→ **Instructions to follow**:
Of all the entries below, only the lines from the one with "to read config" up to and including the one with "to built-in defaults." are to be duplicated exactly.

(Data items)
-=-=-=-=-

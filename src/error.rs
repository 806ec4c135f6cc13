use thiserror::Error;

#[derive(Error, Debug)]
pub enum AppError {
    #[error("Configuration error: {0}")]
    Config(String),

    #[error("Missing API key: environment variable {0} is not set")]
    MissingApiKey(String),

    #[error("API key is blank")]
    BlankApiKey,

    #[error("HTTP request error: {0}")]
    Http(#[from] reqwest::Error),

    #[error("JSON error: {0}")]
    Json(#[from] serde_json::Error),

    #[error("IO error: {0}")]
    Io(#[from] std::io::Error),

    #[error("Unknown city: {0}")]
    UnknownCity(String),

    #[error("Invalid data: {0}")]
    InvalidData(String),
}

impl AppError {
    /// Short message suitable for showing in place of weather data.
    ///
    /// Transport and payload failures collapse into one generic message; the
    /// detailed error is logged by the caller.
    pub fn user_message(&self) -> String {
        match self {
            AppError::MissingApiKey(_) | AppError::BlankApiKey => "Missing API key.".to_string(),
            AppError::Http(_) | AppError::Json(_) | AppError::InvalidData(_) => {
                "Failed to fetch weather data.".to_string()
            }
            other => other.to_string(),
        }
    }
}

pub type Result<T> = std::result::Result<T, AppError>;
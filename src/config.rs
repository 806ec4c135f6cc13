use crate::error::{AppError, Result};
use serde::{Deserialize, Deserializer};
use std::path::{Path, PathBuf};

#[derive(Debug, Deserialize, Clone, Default)]
pub struct Config {
    #[serde(default)]
    pub provider: ProviderConfig,
    #[serde(default)]
    pub storage: StorageConfig,
    #[serde(default)]
    pub scheduler: SchedulerConfig,
}

#[derive(Debug, Deserialize, Clone)]
pub struct ProviderConfig {
    #[serde(default = "default_base_url")]
    pub base_url: String,
    /// Name of the environment variable holding the API key
    #[serde(default = "default_api_key_env")]
    pub api_key_env: String,
    #[serde(default = "default_timeout", deserialize_with = "deserialize_seconds")]
    pub timeout_seconds: u64,
}

impl Default for ProviderConfig {
    fn default() -> Self {
        Self {
            base_url: default_base_url(),
            api_key_env: default_api_key_env(),
            timeout_seconds: default_timeout(),
        }
    }
}

fn default_base_url() -> String {
    "https://api.openweathermap.org/data/2.5".to_string()
}

fn default_api_key_env() -> String {
    "OPENWEATHER_API_KEY".to_string()
}

fn default_timeout() -> u64 {
    10
}

/// Custom deserializer that handles seconds as both number and string
///
/// Accepts:
/// - `timeout_seconds: 10` (number)
/// - `timeout_seconds: "10"` (string that parses to number)
/// - `timeout_seconds: ${TIMEOUT}` (env var substituted to either)
fn deserialize_seconds<'de, D>(deserializer: D) -> std::result::Result<u64, D::Error>
where
    D: Deserializer<'de>,
{
    #[derive(Deserialize)]
    #[serde(untagged)]
    enum SecondsValue {
        Number(u64),
        String(String),
    }

    match SecondsValue::deserialize(deserializer)? {
        SecondsValue::Number(n) => Ok(n),
        SecondsValue::String(s) => s
            .trim()
            .parse::<u64>()
            .map_err(|_| serde::de::Error::custom(format!("Invalid number of seconds: '{}'", s))),
    }
}

impl ProviderConfig {
    /// Read the API key from the configured environment variable.
    pub fn api_key(&self) -> Result<String> {
        match std::env::var(&self.api_key_env) {
            Ok(key) if !key.trim().is_empty() => Ok(key.trim().to_string()),
            _ => Err(AppError::MissingApiKey(self.api_key_env.clone())),
        }
    }
}

#[derive(Debug, Deserialize, Clone)]
pub struct StorageConfig {
    #[serde(default = "default_settings_path")]
    pub settings_path: PathBuf,
}

impl Default for StorageConfig {
    fn default() -> Self {
        Self {
            settings_path: default_settings_path(),
        }
    }
}

fn default_settings_path() -> PathBuf {
    PathBuf::from("weather-settings.json")
}

#[derive(Debug, Deserialize, Clone)]
pub struct SchedulerConfig {
    #[serde(default = "default_interval_minutes")]
    pub interval_minutes: u64,
    #[serde(default)]
    pub initial_delay_seconds: u64,
}

impl Default for SchedulerConfig {
    fn default() -> Self {
        Self {
            interval_minutes: default_interval_minutes(),
            initial_delay_seconds: 0,
        }
    }
}

fn default_interval_minutes() -> u64 {
    15
}

impl Config {
    pub fn load<P: AsRef<Path>>(path: P) -> Result<Self> {
        let content = std::fs::read_to_string(path.as_ref())
            .map_err(|e| AppError::Config(format!("Failed to read config file: {}", e)))?;

        Self::from_yaml(&content)
    }

    /// Load `path` if it exists, otherwise fall back to built-in defaults.
    pub fn load_or_default<P: AsRef<Path>>(path: P) -> Result<Self> {
        if path.as_ref().exists() {
            Self::load(path)
        } else {
            tracing::info!(
                "No config file at {}, using defaults",
                path.as_ref().display()
            );
            let config = Config::default();
            config.validate()?;
            Ok(config)
        }
    }

    pub fn from_yaml(content: &str) -> Result<Self> {
        // Substitute environment variables
        let expanded = expand_env_vars(content)?;

        let config: Config = serde_yaml::from_str(&expanded)
            .map_err(|e| AppError::Config(format!("Failed to parse config: {}", e)))?;

        config.validate()?;

        Ok(config)
    }

    /// Validate configuration values
    ///
    /// Checks for:
    /// - Valid HTTPS provider URL
    /// - Positive timeout and refresh interval
    /// - Non-empty settings path and key variable name
    fn validate(&self) -> Result<()> {
        let parsed = url::Url::parse(&self.provider.base_url).map_err(|e| {
            AppError::Config(format!(
                "Invalid provider base_url '{}': {}",
                self.provider.base_url, e
            ))
        })?;

        if parsed.scheme() != "https" {
            return Err(AppError::Config(format!(
                "Provider base_url must use HTTPS, got: {}",
                parsed.scheme()
            )));
        }

        if self.provider.api_key_env.trim().is_empty() {
            return Err(AppError::Config(
                "Provider api_key_env cannot be empty".to_string(),
            ));
        }

        if self.provider.timeout_seconds == 0 {
            return Err(AppError::Config(
                "Provider timeout_seconds must be greater than 0".to_string(),
            ));
        }

        if self.storage.settings_path.as_os_str().is_empty() {
            return Err(AppError::Config(
                "Storage settings_path cannot be empty".to_string(),
            ));
        }

        if self.scheduler.interval_minutes == 0 {
            return Err(AppError::Config(
                "Scheduler interval_minutes must be greater than 0".to_string(),
            ));
        }

        // Warn if interval is too short for the provider's free tier
        if self.scheduler.interval_minutes < 5 {
            tracing::warn!(
                "Scheduler interval of {} minutes is very short, consider using at least 5 minutes",
                self.scheduler.interval_minutes
            );
        }

        Ok(())
    }
}

fn expand_env_vars(content: &str) -> Result<String> {
    let mut result = content.to_string();
    let re = regex_lite::Regex::new(r"\$\{([^}]+)\}")
        .map_err(|e| AppError::Config(format!("Invalid env var pattern: {}", e)))?;

    let mut missing_vars = Vec::new();

    for cap in re.captures_iter(content) {
        let var_name = &cap[1];
        match std::env::var(var_name) {
            Ok(value) => {
                result = result.replace(&cap[0], &value);
            }
            Err(_) => {
                missing_vars.push(var_name.to_string());
            }
        }
    }

    if !missing_vars.is_empty() {
        return Err(AppError::Config(format!(
            "Missing required environment variable{}: {}\n\n\
             To fix this:\n\
             1. Create a .env file in the project root (copy .env.example)\n\
             2. Set the missing variable{}: export {}=<value>\n\
             3. Or set {} in your environment before running",
            if missing_vars.len() > 1 { "s" } else { "" },
            missing_vars.join(", "),
            if missing_vars.len() > 1 { "s" } else { "" },
            missing_vars[0],
            missing_vars.join(", ")
        )));
    }

    Ok(result)
}
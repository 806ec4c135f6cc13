use clap::Parser;
use tracing_subscriber::{layer::SubscriberExt, util::SubscriberInitExt, EnvFilter};
use weather_dashboard::cli::Cli;
use weather_dashboard::error::AppError;

#[tokio::main]
async fn main() -> anyhow::Result<()> {
    // Load environment variables (API key) from .env file
    dotenvy::dotenv().ok();

    // Logs go to stderr so rendered output on stdout stays clean
    tracing_subscriber::registry()
        .with(
            EnvFilter::try_from_default_env()
                .unwrap_or_else(|_| EnvFilter::new("warn,weather_dashboard=info")),
        )
        .with(tracing_subscriber::fmt::layer().with_writer(std::io::stderr))
        .init();

    let cli = Cli::parse();
    let config_path = cli.config.clone();

    match weather_dashboard::app::run(cli).await {
        Ok(()) => Ok(()),
        Err(e @ (AppError::Config(_) | AppError::MissingApiKey(_) | AppError::BlankApiKey)) => {
            Err(anyhow::anyhow!(
                "{}\n\n\
                 Make sure:\n\
                 1. {} is valid YAML, or remove it to use defaults\n\
                 2. The API key variable is set (check .env.example)\n\
                 3. Create a .env file if needed",
                e,
                config_path.display()
            ))
        }
        Err(e) => Err(e.into()),
    }
}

-=-=-=-=-

→ **Solution to this problem**:
            .map_err(|e| AppError::Config(format!("Failed to read config file: {}", e)))?;

        Self::from_yaml(&content)
    }

    /// Load `path` if it exists, otherwise fall back to built-in defaults.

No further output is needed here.